Segment Start: Data for this task

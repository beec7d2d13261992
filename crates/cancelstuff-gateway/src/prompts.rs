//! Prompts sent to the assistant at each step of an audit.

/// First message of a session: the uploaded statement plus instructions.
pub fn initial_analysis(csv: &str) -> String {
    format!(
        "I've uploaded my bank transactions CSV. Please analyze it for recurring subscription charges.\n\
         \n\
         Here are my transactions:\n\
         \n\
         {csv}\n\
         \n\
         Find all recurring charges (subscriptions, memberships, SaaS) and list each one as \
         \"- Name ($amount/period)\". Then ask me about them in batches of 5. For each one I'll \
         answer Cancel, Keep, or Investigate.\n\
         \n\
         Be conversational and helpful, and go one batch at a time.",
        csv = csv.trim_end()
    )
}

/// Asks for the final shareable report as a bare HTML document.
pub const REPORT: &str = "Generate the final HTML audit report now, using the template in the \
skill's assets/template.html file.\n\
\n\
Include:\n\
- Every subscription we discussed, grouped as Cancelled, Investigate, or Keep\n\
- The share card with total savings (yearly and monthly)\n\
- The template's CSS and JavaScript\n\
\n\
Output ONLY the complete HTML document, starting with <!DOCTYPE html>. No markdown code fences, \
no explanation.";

Segment End: Data for this task

In the listing above, find the line with "Here are my transactions:\n\" and the line with "Find all recurring"; set down exactly those two lines and every line between them, nothing more.

         Here are my transactions:\n\
         \n\
         {csv}\n\
         \n\
         Find all recurring charges (subscriptions, memberships, SaaS) and list each one as \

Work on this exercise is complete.